— Problem to work on —
Find the line holding "pub fn is_successful(&self)" in the entries below. Give it again exactly, along with every line after it up to and including the line holding "async fn authorize(&self, request: AuthorizationRequest)".

— Provided entries —
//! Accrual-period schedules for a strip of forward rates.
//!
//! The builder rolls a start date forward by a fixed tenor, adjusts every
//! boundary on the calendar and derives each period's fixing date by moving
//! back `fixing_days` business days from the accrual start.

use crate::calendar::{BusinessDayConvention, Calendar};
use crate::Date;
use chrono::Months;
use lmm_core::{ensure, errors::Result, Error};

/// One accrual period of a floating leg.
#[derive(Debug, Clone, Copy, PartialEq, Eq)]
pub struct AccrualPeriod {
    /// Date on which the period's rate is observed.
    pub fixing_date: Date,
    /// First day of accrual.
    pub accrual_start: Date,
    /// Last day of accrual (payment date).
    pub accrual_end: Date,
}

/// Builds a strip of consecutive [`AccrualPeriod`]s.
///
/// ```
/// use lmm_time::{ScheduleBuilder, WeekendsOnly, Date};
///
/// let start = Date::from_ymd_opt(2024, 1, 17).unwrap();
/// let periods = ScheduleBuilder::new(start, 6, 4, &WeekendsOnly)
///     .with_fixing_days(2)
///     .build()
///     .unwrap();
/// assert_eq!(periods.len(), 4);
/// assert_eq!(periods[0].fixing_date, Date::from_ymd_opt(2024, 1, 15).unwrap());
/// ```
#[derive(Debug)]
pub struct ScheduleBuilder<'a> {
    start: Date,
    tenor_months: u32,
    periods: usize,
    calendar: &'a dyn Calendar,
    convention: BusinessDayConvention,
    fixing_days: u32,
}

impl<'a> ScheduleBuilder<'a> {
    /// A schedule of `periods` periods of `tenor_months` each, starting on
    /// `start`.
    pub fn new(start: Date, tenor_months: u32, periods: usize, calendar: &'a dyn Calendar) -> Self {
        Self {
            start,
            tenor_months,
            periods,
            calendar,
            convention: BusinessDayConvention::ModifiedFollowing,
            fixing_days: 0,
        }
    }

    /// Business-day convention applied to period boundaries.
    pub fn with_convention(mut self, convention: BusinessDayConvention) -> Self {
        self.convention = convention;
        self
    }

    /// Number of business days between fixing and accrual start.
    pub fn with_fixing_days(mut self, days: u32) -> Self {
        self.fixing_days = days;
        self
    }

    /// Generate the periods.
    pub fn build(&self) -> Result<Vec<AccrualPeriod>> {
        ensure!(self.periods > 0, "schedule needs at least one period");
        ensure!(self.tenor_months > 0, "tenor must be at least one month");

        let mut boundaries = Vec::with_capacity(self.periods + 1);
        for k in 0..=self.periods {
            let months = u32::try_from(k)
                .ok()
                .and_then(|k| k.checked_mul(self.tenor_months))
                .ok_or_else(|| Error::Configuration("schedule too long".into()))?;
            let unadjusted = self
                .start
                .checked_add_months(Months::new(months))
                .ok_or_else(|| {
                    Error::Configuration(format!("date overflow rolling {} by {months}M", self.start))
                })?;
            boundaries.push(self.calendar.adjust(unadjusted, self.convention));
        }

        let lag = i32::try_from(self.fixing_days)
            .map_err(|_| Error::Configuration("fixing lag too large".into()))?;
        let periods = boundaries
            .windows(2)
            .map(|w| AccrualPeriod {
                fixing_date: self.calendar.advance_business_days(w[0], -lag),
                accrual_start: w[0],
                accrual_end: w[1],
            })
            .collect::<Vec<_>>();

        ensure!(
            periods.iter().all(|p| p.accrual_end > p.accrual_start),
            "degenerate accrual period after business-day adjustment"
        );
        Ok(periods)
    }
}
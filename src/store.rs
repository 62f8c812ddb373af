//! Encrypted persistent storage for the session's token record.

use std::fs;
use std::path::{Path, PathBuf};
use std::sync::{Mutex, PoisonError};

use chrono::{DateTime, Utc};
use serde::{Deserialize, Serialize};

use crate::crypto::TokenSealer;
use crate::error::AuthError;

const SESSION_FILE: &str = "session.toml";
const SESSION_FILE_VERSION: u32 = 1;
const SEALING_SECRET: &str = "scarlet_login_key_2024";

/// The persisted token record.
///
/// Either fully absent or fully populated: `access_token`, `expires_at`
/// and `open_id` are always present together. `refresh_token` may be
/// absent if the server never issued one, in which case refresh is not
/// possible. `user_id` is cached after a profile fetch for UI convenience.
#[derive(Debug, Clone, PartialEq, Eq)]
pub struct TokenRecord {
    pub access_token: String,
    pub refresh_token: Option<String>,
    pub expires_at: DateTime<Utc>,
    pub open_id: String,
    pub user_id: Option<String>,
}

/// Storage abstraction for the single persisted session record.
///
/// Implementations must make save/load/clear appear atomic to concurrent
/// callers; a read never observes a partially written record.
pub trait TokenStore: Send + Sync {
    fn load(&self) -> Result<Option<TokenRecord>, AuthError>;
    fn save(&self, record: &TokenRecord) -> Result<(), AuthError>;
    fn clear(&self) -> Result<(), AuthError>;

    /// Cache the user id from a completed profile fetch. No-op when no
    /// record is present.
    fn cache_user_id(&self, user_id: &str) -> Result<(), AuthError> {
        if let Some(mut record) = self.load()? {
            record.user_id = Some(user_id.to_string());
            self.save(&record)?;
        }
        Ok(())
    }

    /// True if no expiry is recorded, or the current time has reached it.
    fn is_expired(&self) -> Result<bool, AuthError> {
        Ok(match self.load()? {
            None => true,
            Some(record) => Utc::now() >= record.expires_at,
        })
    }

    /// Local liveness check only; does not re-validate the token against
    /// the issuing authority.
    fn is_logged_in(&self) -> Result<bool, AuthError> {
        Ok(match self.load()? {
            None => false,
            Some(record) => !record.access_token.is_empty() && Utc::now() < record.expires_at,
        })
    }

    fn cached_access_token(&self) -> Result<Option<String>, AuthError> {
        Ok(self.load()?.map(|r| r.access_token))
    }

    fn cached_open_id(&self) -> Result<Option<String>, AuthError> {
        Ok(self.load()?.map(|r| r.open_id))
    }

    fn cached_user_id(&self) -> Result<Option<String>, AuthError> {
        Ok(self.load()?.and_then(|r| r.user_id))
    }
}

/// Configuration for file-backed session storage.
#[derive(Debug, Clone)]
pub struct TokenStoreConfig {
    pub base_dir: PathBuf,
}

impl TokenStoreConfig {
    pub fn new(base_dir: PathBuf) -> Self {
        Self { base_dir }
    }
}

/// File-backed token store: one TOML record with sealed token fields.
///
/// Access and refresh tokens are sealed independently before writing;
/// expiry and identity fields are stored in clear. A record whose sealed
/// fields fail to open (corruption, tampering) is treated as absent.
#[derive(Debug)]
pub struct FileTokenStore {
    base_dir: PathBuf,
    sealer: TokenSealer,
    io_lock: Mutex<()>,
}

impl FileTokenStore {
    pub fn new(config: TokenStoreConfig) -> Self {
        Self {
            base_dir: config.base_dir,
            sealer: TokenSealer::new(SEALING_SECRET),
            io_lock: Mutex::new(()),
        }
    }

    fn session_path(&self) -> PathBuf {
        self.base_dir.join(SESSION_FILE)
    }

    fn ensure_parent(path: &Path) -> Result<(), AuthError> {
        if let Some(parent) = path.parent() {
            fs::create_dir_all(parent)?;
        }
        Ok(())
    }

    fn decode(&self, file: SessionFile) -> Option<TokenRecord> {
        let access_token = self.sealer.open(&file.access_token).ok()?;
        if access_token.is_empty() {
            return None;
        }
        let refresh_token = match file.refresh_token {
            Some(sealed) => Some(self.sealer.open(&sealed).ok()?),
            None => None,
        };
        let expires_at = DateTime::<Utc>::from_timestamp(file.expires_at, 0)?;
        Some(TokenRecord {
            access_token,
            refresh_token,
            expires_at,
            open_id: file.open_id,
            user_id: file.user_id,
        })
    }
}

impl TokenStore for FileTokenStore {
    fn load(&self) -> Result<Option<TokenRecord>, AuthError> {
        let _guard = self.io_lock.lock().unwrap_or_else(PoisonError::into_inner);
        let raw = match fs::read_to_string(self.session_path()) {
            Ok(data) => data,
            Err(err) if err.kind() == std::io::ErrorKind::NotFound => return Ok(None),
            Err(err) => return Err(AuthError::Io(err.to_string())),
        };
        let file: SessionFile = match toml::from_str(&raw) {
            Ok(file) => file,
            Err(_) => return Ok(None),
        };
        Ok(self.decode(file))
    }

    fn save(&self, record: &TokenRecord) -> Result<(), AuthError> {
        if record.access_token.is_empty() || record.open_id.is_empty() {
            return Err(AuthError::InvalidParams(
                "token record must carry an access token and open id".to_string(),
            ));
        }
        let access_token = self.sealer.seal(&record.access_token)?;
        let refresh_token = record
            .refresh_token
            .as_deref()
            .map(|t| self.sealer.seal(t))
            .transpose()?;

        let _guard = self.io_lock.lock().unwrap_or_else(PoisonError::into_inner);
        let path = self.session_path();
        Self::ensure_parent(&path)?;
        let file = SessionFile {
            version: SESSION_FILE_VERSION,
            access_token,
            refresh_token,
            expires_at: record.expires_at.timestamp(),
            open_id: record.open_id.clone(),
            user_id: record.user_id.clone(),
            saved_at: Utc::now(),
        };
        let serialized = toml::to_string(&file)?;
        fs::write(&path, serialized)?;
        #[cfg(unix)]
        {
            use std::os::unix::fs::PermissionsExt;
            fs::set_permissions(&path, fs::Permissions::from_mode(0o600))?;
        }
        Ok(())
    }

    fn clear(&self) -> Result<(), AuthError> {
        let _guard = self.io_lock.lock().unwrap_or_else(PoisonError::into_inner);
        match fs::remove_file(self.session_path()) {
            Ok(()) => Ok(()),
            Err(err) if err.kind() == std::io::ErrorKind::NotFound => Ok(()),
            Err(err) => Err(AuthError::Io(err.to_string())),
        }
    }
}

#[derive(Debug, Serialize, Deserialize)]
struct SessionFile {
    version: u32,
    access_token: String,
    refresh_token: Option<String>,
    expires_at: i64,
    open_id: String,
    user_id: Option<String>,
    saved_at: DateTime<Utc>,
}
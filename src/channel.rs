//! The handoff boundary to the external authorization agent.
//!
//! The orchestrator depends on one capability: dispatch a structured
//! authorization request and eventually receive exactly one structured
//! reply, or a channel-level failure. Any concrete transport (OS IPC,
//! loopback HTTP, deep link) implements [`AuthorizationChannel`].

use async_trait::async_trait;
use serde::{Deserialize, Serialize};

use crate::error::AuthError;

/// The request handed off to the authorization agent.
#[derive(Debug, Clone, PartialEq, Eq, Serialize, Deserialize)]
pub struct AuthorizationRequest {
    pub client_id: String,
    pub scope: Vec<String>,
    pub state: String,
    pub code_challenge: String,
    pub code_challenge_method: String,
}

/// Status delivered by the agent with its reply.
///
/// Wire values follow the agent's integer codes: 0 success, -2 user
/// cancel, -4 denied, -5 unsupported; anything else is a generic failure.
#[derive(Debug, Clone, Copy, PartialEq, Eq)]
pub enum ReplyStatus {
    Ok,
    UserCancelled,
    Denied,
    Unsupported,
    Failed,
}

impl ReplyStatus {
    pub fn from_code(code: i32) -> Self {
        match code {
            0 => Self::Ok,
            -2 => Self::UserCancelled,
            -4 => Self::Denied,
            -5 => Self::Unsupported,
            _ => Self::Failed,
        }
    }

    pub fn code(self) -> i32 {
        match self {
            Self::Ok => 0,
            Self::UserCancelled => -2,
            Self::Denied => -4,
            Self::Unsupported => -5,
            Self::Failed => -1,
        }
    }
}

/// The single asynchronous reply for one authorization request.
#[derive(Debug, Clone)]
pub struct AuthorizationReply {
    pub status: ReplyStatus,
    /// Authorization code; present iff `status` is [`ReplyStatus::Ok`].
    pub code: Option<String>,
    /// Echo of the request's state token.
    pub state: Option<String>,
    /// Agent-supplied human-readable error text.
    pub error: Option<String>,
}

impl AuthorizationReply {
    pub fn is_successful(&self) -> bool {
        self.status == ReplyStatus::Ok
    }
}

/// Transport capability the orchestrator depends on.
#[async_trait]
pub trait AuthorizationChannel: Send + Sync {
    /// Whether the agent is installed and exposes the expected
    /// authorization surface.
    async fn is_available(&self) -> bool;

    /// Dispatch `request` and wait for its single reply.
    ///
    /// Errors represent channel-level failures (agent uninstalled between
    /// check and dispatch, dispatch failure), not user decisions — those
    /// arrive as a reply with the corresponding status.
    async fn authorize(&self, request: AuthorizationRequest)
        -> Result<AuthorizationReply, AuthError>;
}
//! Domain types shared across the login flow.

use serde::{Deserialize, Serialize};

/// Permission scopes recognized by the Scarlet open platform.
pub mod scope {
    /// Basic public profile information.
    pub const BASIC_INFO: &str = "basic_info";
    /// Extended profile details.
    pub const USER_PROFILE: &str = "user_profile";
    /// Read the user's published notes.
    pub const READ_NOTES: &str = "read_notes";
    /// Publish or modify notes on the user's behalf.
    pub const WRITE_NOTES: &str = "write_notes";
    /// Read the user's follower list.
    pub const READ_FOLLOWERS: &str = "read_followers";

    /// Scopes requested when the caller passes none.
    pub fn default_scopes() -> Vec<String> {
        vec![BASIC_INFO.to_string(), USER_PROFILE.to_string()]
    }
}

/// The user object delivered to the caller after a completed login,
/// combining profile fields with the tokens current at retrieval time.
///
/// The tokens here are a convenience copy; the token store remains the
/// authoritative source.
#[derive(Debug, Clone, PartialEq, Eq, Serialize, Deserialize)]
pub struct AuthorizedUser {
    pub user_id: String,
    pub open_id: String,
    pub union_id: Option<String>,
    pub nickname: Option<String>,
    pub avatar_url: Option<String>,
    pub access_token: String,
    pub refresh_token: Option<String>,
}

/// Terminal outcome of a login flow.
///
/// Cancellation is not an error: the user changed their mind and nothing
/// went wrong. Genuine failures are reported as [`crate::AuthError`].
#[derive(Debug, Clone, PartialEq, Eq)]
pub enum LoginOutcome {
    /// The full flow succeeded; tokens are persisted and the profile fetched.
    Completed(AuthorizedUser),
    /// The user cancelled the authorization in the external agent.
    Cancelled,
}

— Completed task —
    pub fn is_successful(&self) -> bool {
        self.status == ReplyStatus::Ok
    }
}

/// Transport capability the orchestrator depends on.
#[async_trait]
pub trait AuthorizationChannel: Send + Sync {
    /// Whether the agent is installed and exposes the expected
    /// authorization surface.
    async fn is_available(&self) -> bool;

    /// Dispatch `request` and wait for its single reply.
    ///
    /// Errors represent channel-level failures (agent uninstalled between
    /// check and dispatch, dispatch failure), not user decisions — those
    /// arrive as a reply with the corresponding status.
    async fn authorize(&self, request: AuthorizationRequest)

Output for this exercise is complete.